HOW TO COMPLETE THIS TASK. Your response needs to be the data below, retyped exactly.

(Records from a dataset)

━━━━━━━━━━

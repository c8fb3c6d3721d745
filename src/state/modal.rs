//! Modal state types.
//!
//! Pending confirmations, the single-line text editor used by every text
//! property, and the transient status line.

use crate::form::panel::{PropertyControl, SettingsControl};
use crate::form::{FieldId, PageId};
use tui_textarea::{CursorMove, TextArea};

/// Destructive action waiting for the user's confirmation.
///
#[derive(Debug, Clone, PartialEq, Eq)]
pub enum Confirmation {
    DeleteField { id: FieldId, label: String },
    DeletePage { page: PageId, position: usize, field_count: usize },
    DeleteChannel { id: String, name: String },
    DeleteTemplate { id: String, title: String },
    DeleteSubmissions(Vec<String>),
}

impl Confirmation {
    pub fn title(&self) -> &'static str {
        match self {
            Confirmation::DeleteField { .. } => "Delete field",
            Confirmation::DeletePage { .. } => "Delete page",
            Confirmation::DeleteChannel { .. } => "Delete channel",
            Confirmation::DeleteTemplate { .. } => "Delete template",
            Confirmation::DeleteSubmissions(_) => "Delete submissions",
        }
    }

    pub fn message(&self) -> String {
        match self {
            Confirmation::DeleteField { label, .. } => format!("Delete field \"{}\"?", label),
            Confirmation::DeletePage {
                position,
                field_count,
                ..
            } => format!(
                "Delete page {} and the {} field(s) on it?",
                position, field_count
            ),
            Confirmation::DeleteChannel { name, .. } => format!("Delete channel \"{}\"?", name),
            Confirmation::DeleteTemplate { title, .. } => {
                format!("Delete template \"{}\"?", title)
            }
            Confirmation::DeleteSubmissions(ids) => {
                format!("Delete {} selected submission(s)?", ids.len())
            }
        }
    }
}

/// What a committed text input is applied to.
///
#[derive(Debug, Clone, PartialEq, Eq)]
pub enum InputTarget {
    Property(PropertyControl),
    Setting(SettingsControl),
    ChannelName,
    PreviewText(FieldId),
}

/// Text editor shown as a popup.
///
pub struct TextInput {
    pub target: InputTarget,
    pub title: String,
    textarea: TextArea<'static>,
}

impl TextInput {
    pub fn new(target: InputTarget, title: String, initial: &str) -> Self {
        let mut textarea = TextArea::from(vec![initial.to_string()]);
        textarea.move_cursor(CursorMove::End);
        TextInput {
            target,
            title,
            textarea,
        }
    }

    pub fn text(&self) -> String {
        self.textarea.lines().join("\n")
    }

    /// Cursor column in characters.
    ///
    pub fn cursor(&self) -> usize {
        self.textarea.cursor().1
    }

    pub fn insert_char(&mut self, c: char) {
        self.textarea.insert_char(c);
    }

    pub fn delete_char(&mut self) {
        self.textarea.delete_char();
    }

    pub fn delete_next_char(&mut self) {
        self.textarea.delete_next_char();
    }

    pub fn move_left(&mut self) {
        self.textarea.move_cursor(CursorMove::Back);
    }

    pub fn move_right(&mut self) {
        self.textarea.move_cursor(CursorMove::Forward);
    }

    pub fn move_home(&mut self) {
        self.textarea.move_cursor(CursorMove::Head);
    }

    pub fn move_end(&mut self) {
        self.textarea.move_cursor(CursorMove::End);
    }
}

impl std::fmt::Debug for TextInput {
    fn fmt(&self, f: &mut std::fmt::Formatter<'_>) -> std::fmt::Result {
        f.debug_struct("TextInput")
            .field("target", &self.target)
            .field("title", &self.title)
            .field("text", &self.text())
            .finish()
    }
}

#[derive(Debug, Clone, Copy, PartialEq, Eq)]
pub enum StatusLevel {
    Info,
    Error,
}

/// Ticks a status message stays on screen.
const STATUS_TICKS: u16 = 80;

/// One-line feedback shown in the footer until it expires.
///
#[derive(Debug, Clone, PartialEq, Eq)]
pub struct StatusMessage {
    pub text: String,
    pub level: StatusLevel,
    ticks_left: u16,
}

impl StatusMessage {
    pub fn new(text: String, level: StatusLevel) -> Self {
        StatusMessage {
            text,
            level,
            ticks_left: STATUS_TICKS,
        }
    }

    /// Count down one tick. Returns false once expired.
    ///
    pub fn tick(&mut self) -> bool {
        self.ticks_left = self.ticks_left.saturating_sub(1);
        self.ticks_left > 0
    }
}

#[cfg(test)]
mod tests {
    use super::*;

    #[test]
    fn test_confirmation_messages() {
        let page = Confirmation::DeletePage {
            page: 3,
            position: 2,
            field_count: 4,
        };
        assert_eq!(page.title(), "Delete page");
        assert!(page.message().contains("page 2"));
        assert!(page.message().contains("4 field"));

        let rows = Confirmation::DeleteSubmissions(vec!["a".to_string(), "b".to_string()]);
        assert!(rows.message().contains("2 selected"));
    }

    #[test]
    fn test_text_input_editing() {
        let mut input = TextInput::new(InputTarget::ChannelName, "Channel".to_string(), "海报");
        assert_eq!(input.cursor(), 2);
        input.insert_char('A');
        assert_eq!(input.text(), "海报A");
        input.move_home();
        input.delete_next_char();
        assert_eq!(input.text(), "报A");
        input.move_end();
        input.delete_char();
        assert_eq!(input.text(), "报");
    }

    #[test]
    fn test_status_expires() {
        let mut status = StatusMessage::new("Saved".to_string(), StatusLevel::Info);
        let mut ticks = 0;
        while status.tick() {
            ticks += 1;
        }
        assert_eq!(ticks, STATUS_TICKS - 1);
    }
}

━━━━━━━━━━

EXPECTED ANSWER.
repository c8fb3c6d3721d745
filename src/state/modal.rs
//! Modal state types.
//!
//! Pending confirmations, the single-line text editor used by every text
//! property, and the transient status line.

use crate::form::panel::{PropertyControl, SettingsControl};
use crate::form::{FieldId, PageId};
use tui_textarea::{CursorMove, TextArea};

/// Destructive action waiting for the user's confirmation.
///
#[derive(Debug, Clone, PartialEq, Eq)]
pub enum Confirmation {
    DeleteField { id: FieldId, label: String },
    DeletePage { page: PageId, position: usize, field_count: usize },
    DeleteChannel { id: String, name: String },
    DeleteTemplate { id: String, title: String },
    DeleteSubmissions(Vec<String>),
}

impl Confirmation {
    pub fn title(&self) -> &'static str {
        match self {
            Confirmation::DeleteField { .. } => "Delete field",
            Confirmation::DeletePage { .. } => "Delete page",
            Confirmation::DeleteChannel { .. } => "Delete channel",
            Confirmation::DeleteTemplate { .. } => "Delete template",
            Confirmation::DeleteSubmissions(_) => "Delete submissions",
        }
    }

    pub fn message(&self) -> String {
        match self {
            Confirmation::DeleteField { label, .. } => format!("Delete field \"{}\"?", label),
            Confirmation::DeletePage {
                position,
                field_count,
                ..
            } => format!(
                "Delete page {} and the {} field(s) on it?",
                position, field_count
            ),
            Confirmation::DeleteChannel { name, .. } => format!("Delete channel \"{}\"?", name),
            Confirmation::DeleteTemplate { title, .. } => {
                format!("Delete template \"{}\"?", title)
            }
            Confirmation::DeleteSubmissions(ids) => {
                format!("Delete {} selected submission(s)?", ids.len())
            }
        }
    }
}

/// What a committed text input is applied to.
///
#[derive(Debug, Clone, PartialEq, Eq)]
pub enum InputTarget {
    Property(PropertyControl),
    Setting(SettingsControl),
    ChannelName,
    PreviewText(FieldId),
}

/// Text editor shown as a popup.
///
pub struct TextInput {
    pub target: InputTarget,
    pub title: String,
    textarea: TextArea<'static>,
}

impl TextInput {
    pub fn new(target: InputTarget, title: String, initial: &str) -> Self {
        let mut textarea = TextArea::from(vec![initial.to_string()]);
        textarea.move_cursor(CursorMove::End);
        TextInput {
            target,
            title,
            textarea,
        }
    }

    pub fn text(&self) -> String {
        self.textarea.lines().join("\n")
    }

    /// Cursor column in characters.
    ///
    pub fn cursor(&self) -> usize {
        self.textarea.cursor().1
    }

    pub fn insert_char(&mut self, c: char) {
        self.textarea.insert_char(c);
    }

    pub fn delete_char(&mut self) {
        self.textarea.delete_char();
    }

    pub fn delete_next_char(&mut self) {
        self.textarea.delete_next_char();
    }

    pub fn move_left(&mut self) {
        self.textarea.move_cursor(CursorMove::Back);
    }

    pub fn move_right(&mut self) {
        self.textarea.move_cursor(CursorMove::Forward);
    }

    pub fn move_home(&mut self) {
        self.textarea.move_cursor(CursorMove::Head);
    }

    pub fn move_end(&mut self) {
        self.textarea.move_cursor(CursorMove::End);
    }
}

impl std::fmt::Debug for TextInput {
    fn fmt(&self, f: &mut std::fmt::Formatter<'_>) -> std::fmt::Result {
        f.debug_struct("TextInput")
            .field("target", &self.target)
            .field("title", &self.title)
            .field("text", &self.text())
            .finish()
    }
}

#[derive(Debug, Clone, Copy, PartialEq, Eq)]
pub enum StatusLevel {
    Info,
    Error,
}

/// Ticks a status message stays on screen.
const STATUS_TICKS: u16 = 80;

/// One-line feedback shown in the footer until it expires.
///
#[derive(Debug, Clone, PartialEq, Eq)]
pub struct StatusMessage {
    pub text: String,
    pub level: StatusLevel,
    ticks_left: u16,
}

impl StatusMessage {
    pub fn new(text: String, level: StatusLevel) -> Self {
        StatusMessage {
            text,
            level,
            ticks_left: STATUS_TICKS,
        }
    }

    /// Count down one tick. Returns false once expired.
    ///
    pub fn tick(&mut self) -> bool {
        self.ticks_left = self.ticks_left.saturating_sub(1);
        self.ticks_left > 0
    }
}

#[cfg(test)]
mod tests {
    use super::*;

    #[test]
    fn test_confirmation_messages() {
        let page = Confirmation::DeletePage {
            page: 3,
            position: 2,
            field_count: 4,
        };
        assert_eq!(page.title(), "Delete page");
        assert!(page.message().contains("page 2"));
        assert!(page.message().contains("4 field"));

        let rows = Confirmation::DeleteSubmissions(vec!["a".to_string(), "b".to_string()]);
        assert!(rows.message().contains("2 selected"));
    }

    #[test]
    fn test_text_input_editing() {
        let mut input = TextInput::new(InputTarget::ChannelName, "Channel".to_string(), "海报");
        assert_eq!(input.cursor(), 2);
        input.insert_char('A');
        assert_eq!(input.text(), "海报A");
        input.move_home();
        input.delete_next_char();
        assert_eq!(input.text(), "报A");
        input.move_end();
        input.delete_char();
        assert_eq!(input.text(), "报");
    }

    #[test]
    fn test_status_expires() {
        let mut status = StatusMessage::new("Saved".to_string(), StatusLevel::Info);
        let mut ticks = 0;
        while status.tick() {
            ticks += 1;
        }
        assert_eq!(ticks, STATUS_TICKS - 1);
    }
}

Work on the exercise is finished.